Then just as we saw the boat arising before us another commercial, Ibis, appeared behind us. We would not fit in thew lock together so I got into the radio and asked his who would go first, him or us. “Oh thank you”, he replied. “I will go first.” Which meant we were waiting for Ibis to go down two locks, and then for an over-relaxed lock keeper to come back to see us through. It took hours – literally.

Well that was enough for one day; we moored up after lock 5, with the mobile phone number for lock 6 in my pocket.

This was Sint-Job-in-t’Goor, a lovely mooring in both extremes of weather that came upon us.

Off I went for my exercise, finding the calm blues and greens of a canal basin just along the bank.

I also saw more of the special deer ramps built into the banks to allow animals that have fallen in to find somewhere to d ramble out. France could learn from this!

There was information that I don’t entirely understand about tanks, sluices and special camouflaged pill boxes along the bank. I must translate it. Maybe someone can help me?

Evening, night and dawn were all stunning here in Sint-Job-in-t’Goor.

We planned a relatively gentle day to the end of the canal for the following day, stopping just before the last lock, 10, that would take us out onto the canal highway of the Albert Canal. And it began that way, though a bit on the damp side.

We saw plenty more evidence of the works on the locks – quite sad at Sluis 7 where our gentle veteran lock keeper, who had cycled down from Sluis 6, was in conversation with the three young engineers busy with the modernisation that would put him out of a job.
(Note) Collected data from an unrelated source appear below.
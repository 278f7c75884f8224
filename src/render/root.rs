//! Render root - remembers the last tree and picks mount, patch or remove.
//!
//! # Transitions
//!
//! | previous | next   | action                      |
//! |----------|--------|-----------------------------|
//! | none     | some   | validate, `mount`           |
//! | some     | some   | validate, `patch(prev, next)` |
//! | some     | none   | `remove`, unbind handles    |
//! | none     | none   | nothing                     |
//!
//! A failed step leaves the previous tree in place. Validation applies the
//! root's [`BuildConfig`], so trees built with [`h_with`](crate::h_with) should
//! be rendered by a root created with the same config.

use tracing::debug;

use crate::config::BuildConfig;
use crate::error::{Result, VNodeError};
use crate::node::VNode;

use super::surface::HostSurface;

/// A host surface plus the tree currently rendered into it.
pub struct Root<S: HostSurface> {
    surface: S,
    vnode: Option<VNode>,
    config: BuildConfig,
}

impl<S: HostSurface> Root<S> {
    pub fn new(surface: S) -> Self {
        Self::with_config(surface, BuildConfig::default())
    }

    pub fn with_config(surface: S, config: BuildConfig) -> Self {
        Self {
            surface,
            vnode: None,
            config,
        }
    }

    /// Render `next` into the surface, replacing whatever was there.
    ///
    /// Pass `None` to clear the surface.
    pub fn render(&mut self, next: Option<VNode>) -> Result<()> {
        match (self.vnode.take(), next) {
            (None, None) => Ok(()),
            (None, Some(mut next)) => {
                next.validate_with(&self.config)?;
                debug!(kind = ?next.kind, "mounting tree");
                self.surface.mount(&mut next).map_err(VNodeError::Host)?;
                self.vnode = Some(next);
                Ok(())
            }
            (Some(mut prev), Some(mut next)) => {
                if let Err(err) = next.validate_with(&self.config) {
                    self.vnode = Some(prev);
                    return Err(err);
                }
                debug!(prev = ?prev.kind, next = ?next.kind, "patching tree");
                match self.surface.patch(&mut prev, &mut next) {
                    Ok(()) => {
                        self.vnode = Some(next);
                        Ok(())
                    }
                    Err(err) => {
                        self.vnode = Some(prev);
                        Err(VNodeError::Host(err))
                    }
                }
            }
            (Some(mut prev), None) => {
                debug!(kind = ?prev.kind, "removing tree");
                match self.surface.remove(&mut prev) {
                    Ok(()) => {
                        prev.unbind();
                        Ok(())
                    }
                    Err(err) => {
                        self.vnode = Some(prev);
                        Err(VNodeError::Host(err))
                    }
                }
            }
        }
    }

    /// The tree currently rendered.
    pub fn vnode(&self) -> Option<&VNode> {
        self.vnode.as_ref()
    }

    pub fn config(&self) -> &BuildConfig {
        &self.config
    }

    pub fn surface(&self) -> &S {
        &self.surface
    }

    pub fn surface_mut(&mut self) -> &mut S {
        &mut self.surface
    }

    pub fn into_surface(self) -> S {
        self.surface
    }
}
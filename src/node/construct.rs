//! Node constructor.
//!
//! [`h`] is the single construction entry point. It classifies the tag,
//! normalizes the children and returns an unmounted [`VNode`].
//!
//! # Tag classification
//!
//! Checked in order:
//! 1. name - `"svg"` is an SVG element, anything else an HTML element
//! 2. [`Fragment`](super::Fragment) - fragment, no tag of its own
//! 3. [`Portal`](super::Portal) - portal, tag replaced by `data.target`
//! 4. object-style descriptor - functional if it says so, else stateful
//! 5. component - stateful if it exposes a render capability, else functional
//!
//! # Example
//!
//! ```ignore
//! use spark_vnode::{h, NodeKind, ChildrenKind};
//!
//! let node = h("ul", None, vec![h("li", None, "a")?, h("li", None, "b")?])?;
//! assert_eq!(node.kind, NodeKind::ElementHtml);
//! assert_eq!(node.child_flags, ChildrenKind::Keyed);
//! ```

use crate::component::ComponentRef;
use crate::config::BuildConfig;
use crate::error::{Result, VNodeError};
use crate::flags::NodeKind;

use super::children::normalize_children;
use super::data::VNodeData;
use super::types::{ChildrenInput, Tag, TagInput, VNode};

/// Build a node with the default [`BuildConfig`].
pub fn h(
    tag: impl Into<TagInput>,
    data: Option<VNodeData>,
    children: impl Into<ChildrenInput>,
) -> Result<VNode> {
    h_with(&BuildConfig::default(), tag, data, children)
}

/// Build a node with an explicit configuration.
pub fn h_with(
    config: &BuildConfig,
    tag: impl Into<TagInput>,
    data: Option<VNodeData>,
    children: impl Into<ChildrenInput>,
) -> Result<VNode> {
    let (kind, tag) = classify(tag.into(), data.as_ref())?;
    let (children, child_flags) = normalize_children(children.into(), config)?;
    let key = data.as_ref().and_then(|d| d.key.clone());

    tracing::trace!(?kind, ?child_flags, key = key.as_deref(), "vnode constructed");

    Ok(VNode {
        kind,
        tag,
        data,
        children,
        child_flags,
        el: None,
        key,
    })
}

/// Resolve a tag input into a node kind and the tag stored on the node.
pub fn classify(tag: TagInput, data: Option<&VNodeData>) -> Result<(NodeKind, Tag)> {
    match tag {
        TagInput::Name(name) => {
            let kind = if name == "svg" {
                NodeKind::ElementSvg
            } else {
                NodeKind::ElementHtml
            };
            Ok((kind, Tag::Element(name)))
        }
        TagInput::Fragment => Ok((NodeKind::Fragment, Tag::None)),
        TagInput::Portal => {
            let target = data
                .and_then(|d| d.target.clone())
                .ok_or(VNodeError::MissingPortalTarget)?;
            Ok((NodeKind::Portal, Tag::Portal(target)))
        }
        TagInput::Component(component) => {
            let kind = classify_component(&component);
            Ok((kind, Tag::Component(component)))
        }
    }
}

fn classify_component(component: &ComponentRef) -> NodeKind {
    if component.is_functional() {
        NodeKind::ComponentFunctional
    } else {
        NodeKind::ComponentStatefulNormal
    }
}
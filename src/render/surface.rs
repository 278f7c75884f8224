//! Host surface contract.

use crate::error::HostError;
use crate::node::VNode;

/// The display target a tree is rendered into.
///
/// Implementations own the diff and mutation logic. They are the only code
/// that writes [`VNode::el`].
pub trait HostSurface {
    /// Create host content for a fresh tree and bind `el` throughout it.
    fn mount(&mut self, vnode: &mut VNode) -> Result<(), HostError>;

    /// Bring the host content of `prev` in line with `next`.
    ///
    /// Handles that are reused move from `prev` into `next`.
    fn patch(&mut self, prev: &mut VNode, next: &mut VNode) -> Result<(), HostError>;

    /// Detach the host content of a tree.
    fn remove(&mut self, vnode: &mut VNode) -> Result<(), HostError>;
}
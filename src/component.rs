//! Component contract.
//!
//! Construction never calls a component. It only needs to tell the two
//! categories apart:
//! - functional: a plain render function, no instance state
//! - stateful: exposes a [`Render`] capability (plus optional lifecycle hooks)
//!
//! The check is a capability query ([`Component::renderer`]), not a type test.
//!
//! ```ignore
//! use spark_vnode::{h, Component, Render, VNode, VNodeData, ComponentRef};
//!
//! struct Counter;
//!
//! impl Render for Counter {
//!     fn render(&self, _data: Option<&VNodeData>) -> spark_vnode::Result<VNode> {
//!         h("span", None, "0")
//!     }
//! }
//!
//! impl Component for Counter {
//!     fn renderer(&self) -> Option<&dyn Render> {
//!         Some(self)
//!     }
//! }
//!
//! let node = h(ComponentRef::new(Counter), None, None)?;
//! assert!(node.kind.is_stateful_component());
//! ```

use std::fmt;
use std::rc::Rc;

use crate::error::Result;
use crate::node::{VNode, VNodeData};

/// Render closure shared by functional components and descriptors.
pub type RenderFn = Rc<dyn Fn(Option<&VNodeData>) -> Result<VNode>>;

// =============================================================================
// Traits
// =============================================================================

/// Render capability of a stateful component.
pub trait Render {
    fn render(&self, data: Option<&VNodeData>) -> Result<VNode>;

    /// Called after the component's output is attached to the host surface.
    fn mounted(&self) {}

    /// Called after a patch pass touched the component.
    fn updated(&self) {}

    /// Called before the component's output is detached.
    fn unmounted(&self) {}
}

/// Anything that can be used as a component tag.
pub trait Component {
    /// Display name, used in logs and debug output.
    fn name(&self) -> &str {
        std::any::type_name::<Self>()
    }

    /// The render capability, if this component is stateful.
    fn renderer(&self) -> Option<&dyn Render> {
        None
    }
}

// =============================================================================
// Functional Component
// =============================================================================

/// A component that is just a render function.
pub struct FunctionalComponent {
    name: String,
    func: RenderFn,
}

impl FunctionalComponent {
    pub fn new(
        name: impl Into<String>,
        func: impl Fn(Option<&VNodeData>) -> Result<VNode> + 'static,
    ) -> Self {
        Self {
            name: name.into(),
            func: Rc::new(func),
        }
    }

    /// Invoke the render function.
    pub fn call(&self, data: Option<&VNodeData>) -> Result<VNode> {
        (self.func)(data)
    }
}

impl Component for FunctionalComponent {
    fn name(&self) -> &str {
        &self.name
    }
}

// =============================================================================
// Component Descriptor (object style)
// =============================================================================

/// Object-style component description.
///
/// Declares itself functional through the `functional` field. Anything else is
/// treated as a stateful component.
#[derive(Clone, Default)]
pub struct ComponentDescriptor {
    pub name: Option<String>,
    pub functional: bool,
    pub render: Option<RenderFn>,
}

impl ComponentDescriptor {
    pub fn new() -> Self {
        Self::default()
    }

    pub fn name(mut self, name: impl Into<String>) -> Self {
        self.name = Some(name.into());
        self
    }

    pub fn functional(mut self, functional: bool) -> Self {
        self.functional = functional;
        self
    }

    pub fn render(mut self, func: impl Fn(Option<&VNodeData>) -> Result<VNode> + 'static) -> Self {
        self.render = Some(Rc::new(func));
        self
    }
}

impl fmt::Debug for ComponentDescriptor {
    fn fmt(&self, f: &mut fmt::Formatter<'_>) -> fmt::Result {
        f.debug_struct("ComponentDescriptor")
            .field("name", &self.name)
            .field("functional", &self.functional)
            .field("render", &self.render.is_some())
            .finish()
    }
}

// =============================================================================
// Component Reference
// =============================================================================

/// Shared handle to a component definition.
///
/// Equality is identity: two references are equal only if they point at the
/// same definition.
#[derive(Clone)]
pub enum ComponentRef {
    Descriptor(Rc<ComponentDescriptor>),
    Callable(Rc<dyn Component>),
}

impl ComponentRef {
    /// Wrap a component definition.
    pub fn new(component: impl Component + 'static) -> Self {
        ComponentRef::Callable(Rc::new(component))
    }

    /// Wrap a plain render function as a functional component.
    pub fn function(
        name: impl Into<String>,
        func: impl Fn(Option<&VNodeData>) -> Result<VNode> + 'static,
    ) -> Self {
        Self::new(FunctionalComponent::new(name, func))
    }

    pub fn descriptor(descriptor: ComponentDescriptor) -> Self {
        ComponentRef::Descriptor(Rc::new(descriptor))
    }

    pub fn name(&self) -> &str {
        match self {
            ComponentRef::Descriptor(d) => d.name.as_deref().unwrap_or("anonymous"),
            ComponentRef::Callable(c) => c.name(),
        }
    }

    /// Whether this reference describes a functional component.
    pub fn is_functional(&self) -> bool {
        match self {
            ComponentRef::Descriptor(d) => d.functional,
            ComponentRef::Callable(c) => c.renderer().is_none(),
        }
    }

    pub fn ptr_eq(&self, other: &Self) -> bool {
        match (self, other) {
            (ComponentRef::Descriptor(a), ComponentRef::Descriptor(b)) => Rc::ptr_eq(a, b),
            (ComponentRef::Callable(a), ComponentRef::Callable(b)) => {
                std::ptr::addr_eq(Rc::as_ptr(a), Rc::as_ptr(b))
            }
            _ => false,
        }
    }
}

impl PartialEq for ComponentRef {
    fn eq(&self, other: &Self) -> bool {
        self.ptr_eq(other)
    }
}

impl Eq for ComponentRef {}

impl fmt::Debug for ComponentRef {
    fn fmt(&self, f: &mut fmt::Formatter<'_>) -> fmt::Result {
        match self {
            ComponentRef::Descriptor(d) => f.debug_tuple("Descriptor").field(d).finish(),
            ComponentRef::Callable(c) => f.debug_tuple("Callable").field(&c.name()).finish(),
        }
    }
}

impl From<ComponentDescriptor> for ComponentRef {
    fn from(descriptor: ComponentDescriptor) -> Self {
        Self::descriptor(descriptor)
    }
}

impl From<Rc<ComponentDescriptor>> for ComponentRef {
    fn from(descriptor: Rc<ComponentDescriptor>) -> Self {
        ComponentRef::Descriptor(descriptor)
    }
}

impl From<Rc<dyn Component>> for ComponentRef {
    fn from(component: Rc<dyn Component>) -> Self {
        ComponentRef::Callable(component)
    }
}
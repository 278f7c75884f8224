//! Text node builder.

use crate::flags::{ChildrenKind, NodeKind};

use super::types::{Children, Tag, VNode};

/// Wrap a string into a text node.
///
/// The content is stored verbatim. Escaping is left to the host renderer.
pub fn create_text_vnode(text: impl Into<String>) -> VNode {
    VNode {
        kind: NodeKind::Text,
        tag: Tag::None,
        data: None,
        children: Children::Text(text.into()),
        child_flags: ChildrenKind::None,
        el: None,
        key: None,
    }
}
//! End-to-end construction properties.

use std::rc::Rc;

use spark_vnode::{
    h, Child, ChildrenKind, Children, Component, ComponentDescriptor, ComponentRef, Fragment,
    HostHandle, NodeKind, Portal, PortalTarget, Render, Result, VNode, VNodeData, VNodeError,
    VNodeFlags,
};

struct Dialog;

impl Render for Dialog {
    fn render(&self, _data: Option<&VNodeData>) -> Result<VNode> {
        h("dialog", None, ())
    }
}

impl Component for Dialog {
    fn renderer(&self) -> Option<&dyn Render> {
        Some(self)
    }
}

fn leaf(tag: &str) -> VNode {
    h(tag, None, ()).unwrap()
}

/// Walk a tree and check the per-node invariants directly.
fn assert_well_formed(node: &VNode) {
    assert_eq!(node.flags().bits().count_ones(), 1, "one kind bit");
    assert!(node.el.is_none());
    match (&node.children, node.child_flags) {
        (Children::None, ChildrenKind::None) => {}
        (Children::Text(_), ChildrenKind::None) => assert!(node.kind.is_text()),
        (Children::Single(child), ChildrenKind::Single) => assert_well_formed(child),
        (Children::Multiple(list), ChildrenKind::Keyed) => {
            assert!(list.len() >= 2);
            let mut keys: Vec<_> = list.iter().map(|c| c.key.clone().unwrap()).collect();
            keys.sort();
            keys.dedup();
            assert_eq!(keys.len(), list.len(), "keys are unique");
            list.iter().for_each(assert_well_formed);
        }
        (children, kind) => panic!("{kind:?} does not describe {children:?}"),
    }
    node.validate().unwrap();
}

#[test]
fn test_construction_is_deterministic() {
    let build = || {
        h(
            "section",
            Some(VNodeData::new().class("card")),
            vec![leaf("h1"), leaf("p"), leaf("footer")],
        )
        .unwrap()
    };
    let (a, b) = (build(), build());

    assert_eq!(a.kind, b.kind);
    assert_eq!(a.tag, b.tag);
    assert_eq!(a.child_flags, b.child_flags);
    let keys = |n: &VNode| n.children.iter().map(|c| c.key.clone()).collect::<Vec<_>>();
    assert_eq!(keys(&a), keys(&b));
}

#[test]
fn test_every_kind_is_well_formed() {
    let func = ComponentRef::function("Func", |_| h("i", None, ()));
    let nodes = vec![
        leaf("div"),
        leaf("svg"),
        h(ComponentRef::new(Dialog), None, ()).unwrap(),
        h(&func, None, "label").unwrap(),
        h(Fragment, None, vec![leaf("a"), leaf("b")]).unwrap(),
        h(Portal, Some(VNodeData::new().target("body")), leaf("div")).unwrap(),
        h("p", None, vec![Child::from("only")]).unwrap(),
    ];
    nodes.iter().for_each(assert_well_formed);
}

#[test]
fn test_text_coercion() {
    let node = h("span", None, 42).unwrap();
    let child = node.children.as_single().unwrap();
    assert_eq!(child.kind, NodeKind::Text);
    assert!(child.tag.is_none());
    assert_eq!(child.text(), Some("42"));

    assert_eq!(h("b", None, true).unwrap().children.as_single().unwrap().text(), Some("true"));
    assert_eq!(h("b", None, 'x').unwrap().children.as_single().unwrap().text(), Some("x"));
}

#[test]
fn test_svg_detection() {
    assert_eq!(leaf("svg").kind, NodeKind::ElementSvg);
    assert_eq!(leaf("div").kind, NodeKind::ElementHtml);
    assert!(leaf("svg").flags().intersects(VNodeFlags::ELEMENT));
}

#[test]
fn test_functional_vs_stateful() {
    let functional = ComponentRef::function("Plain", |_| h("div", None, ()));
    let stateful = ComponentRef::new(Dialog);

    assert_eq!(h(functional, None, ()).unwrap().kind, NodeKind::ComponentFunctional);
    let node = h(stateful, None, ()).unwrap();
    assert_eq!(node.kind, NodeKind::ComponentStatefulNormal);
    assert!(node.kind.is_stateful_component());
    assert!(node.kind.is_component());

    let legacy = ComponentDescriptor::new().render(|_| h("div", None, ()));
    assert_eq!(h(legacy, None, ()).unwrap().kind, NodeKind::ComponentStatefulNormal);
}

#[test]
fn test_synthetic_keys_in_order() {
    let node = h("div", None, vec![leaf("a"), leaf("b"), leaf("c")]).unwrap();

    assert_eq!(node.child_flags, ChildrenKind::Keyed);
    let list = node.children.as_multiple().unwrap();
    let tags: Vec<_> = list.iter().map(|c| c.tag.as_element().unwrap()).collect();
    let keys: Vec<_> = list.iter().map(|c| c.key.as_deref().unwrap()).collect();
    assert_eq!(tags, vec!["a", "b", "c"]);
    assert_eq!(keys, vec!["|0", "|1", "|2"]);
}

#[test]
fn test_positional_keys_shift_on_insert() {
    let before = h("ul", None, vec![leaf("li"), leaf("li")]).unwrap();
    let after = h("ul", None, vec![leaf("header"), leaf("li"), leaf("li")]).unwrap();

    // The first <li> moved from "|0" to "|1": positional keys do not follow nodes.
    let first_li = |n: &VNode| {
        n.children
            .iter()
            .find(|c| c.tag.as_element() == Some("li"))
            .and_then(|c| c.key.clone())
    };
    assert_eq!(first_li(&before).as_deref(), Some("|0"));
    assert_eq!(first_li(&after).as_deref(), Some("|1"));
}

#[test]
fn test_explicit_keys_survive() {
    let keyed = |k: &str| h("li", Some(VNodeData::new().key(k)), ()).unwrap();
    let node = h("ul", None, vec![keyed("x"), leaf("li"), keyed("y")]).unwrap();
    let keys: Vec<_> = node.children.iter().map(|c| c.key.clone().unwrap()).collect();
    assert_eq!(keys, vec!["x", "|1", "y"]);
}

#[test]
fn test_portal_target_extraction() {
    let node = h(Portal, Some(VNodeData::new().target("#overlay")), leaf("div")).unwrap();
    assert_eq!(node.kind, NodeKind::Portal);
    assert_eq!(
        node.tag.as_portal_target(),
        Some(&PortalTarget::Selector("#overlay".to_string()))
    );

    let handle: HostHandle = Rc::new("host-node");
    let node = h(Portal, Some(VNodeData::new().target(handle.clone())), ()).unwrap();
    assert_eq!(node.tag.as_portal_target(), Some(&PortalTarget::Handle(handle)));
}

#[test]
fn test_functional_component_wrapping_div() {
    let my_func = ComponentRef::function("MyFunc", |_| h("div", None, ()));
    let outer = h(&my_func, None, h("div", None, ()).unwrap()).unwrap();

    assert_eq!(outer.kind, NodeKind::ComponentFunctional);
    assert_eq!(outer.tag.as_component(), Some(&my_func));
    assert_eq!(outer.child_flags, ChildrenKind::Single);

    let inner = outer.children.as_single().unwrap();
    assert_eq!(inner.kind, NodeKind::ElementHtml);
    assert_eq!(inner.tag.as_element(), Some("div"));
    assert_eq!(inner.child_flags, ChildrenKind::None);
}

#[test]
fn test_hand_built_node_fails_validation() {
    let mut node = leaf("div");
    node.child_flags = ChildrenKind::Unknown;
    assert!(matches!(node.validate(), Err(VNodeError::InvariantViolation { .. })));

    let mut node = h("div", None, vec![leaf("a"), leaf("b")]).unwrap();
    if let Children::Multiple(list) = &mut node.children {
        list[1].key = list[0].key.clone();
    }
    assert!(matches!(node.validate(), Err(VNodeError::DuplicateKey { .. })));

    let mut node = leaf("div");
    node.kind = NodeKind::Text;
    assert!(matches!(node.validate(), Err(VNodeError::InvariantViolation { .. })));
}
//! Error types for node construction and rendering.

/// Error reported by a host surface during mount, patch or remove.
pub type HostError = Box<dyn std::error::Error + Send + Sync>;

/// Errors that can occur while building or rendering virtual nodes.
#[derive(thiserror::Error, Debug)]
pub enum VNodeError {
    /// The tag matches none of the classification rules.
    ///
    /// [`TagInput`](crate::TagInput) is closed, so [`h`](crate::h) never
    /// returns this. Host code converting foreign tag values reports it.
    #[error("invalid tag shape: {reason}")]
    InvalidTagShape { reason: String },

    /// A portal was built without a `target` in its data.
    #[error("portal requires a `target` in its data")]
    MissingPortalTarget,

    /// A multi-child list held a raw value instead of a node.
    #[error("child at index {index} of a multi-child list is not a vnode")]
    RawChildInList { index: usize },

    /// Two siblings in a keyed sequence share a key.
    #[error("duplicate key {key:?} in sibling sequence")]
    DuplicateKey { key: String },

    /// A node breaks a structural invariant (usually hand-built).
    #[error("vnode invariant violated: {reason}")]
    InvariantViolation { reason: String },

    /// The host surface failed to apply a change.
    #[error("host surface error: {0}")]
    Host(#[source] HostError),
}

impl VNodeError {
    pub(crate) fn invariant(reason: impl Into<String>) -> Self {
        Self::InvariantViolation {
            reason: reason.into(),
        }
    }
}

pub type Result<T, E = VNodeError> = std::result::Result<T, E>;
At lock 8 our plans began to fall apart. We were asked our destination for that day, and on saying that it would be before lock 10 we were informed that we could not moor there. Seeing as we had by then passed all other mooring options on the Canal Dessel Turnhout Schoten we had little option but to go on out onto the mighty Albert canal.

We were ok about this. It was easy to be flexible about not mooring at Schoten and set off onto the HUGE Albert Canal. We have been up and down the Rhone, on the tidal Thames, the Canal du Nord. So although it’s not our favourite kind of cruising we were up for the short Albert Canal challenge until we turned off it again.

But we ended up with more than enough excitement for one day. It was still ok when our passage out of the smaller canal was blocked by not one but two giant barges passing by.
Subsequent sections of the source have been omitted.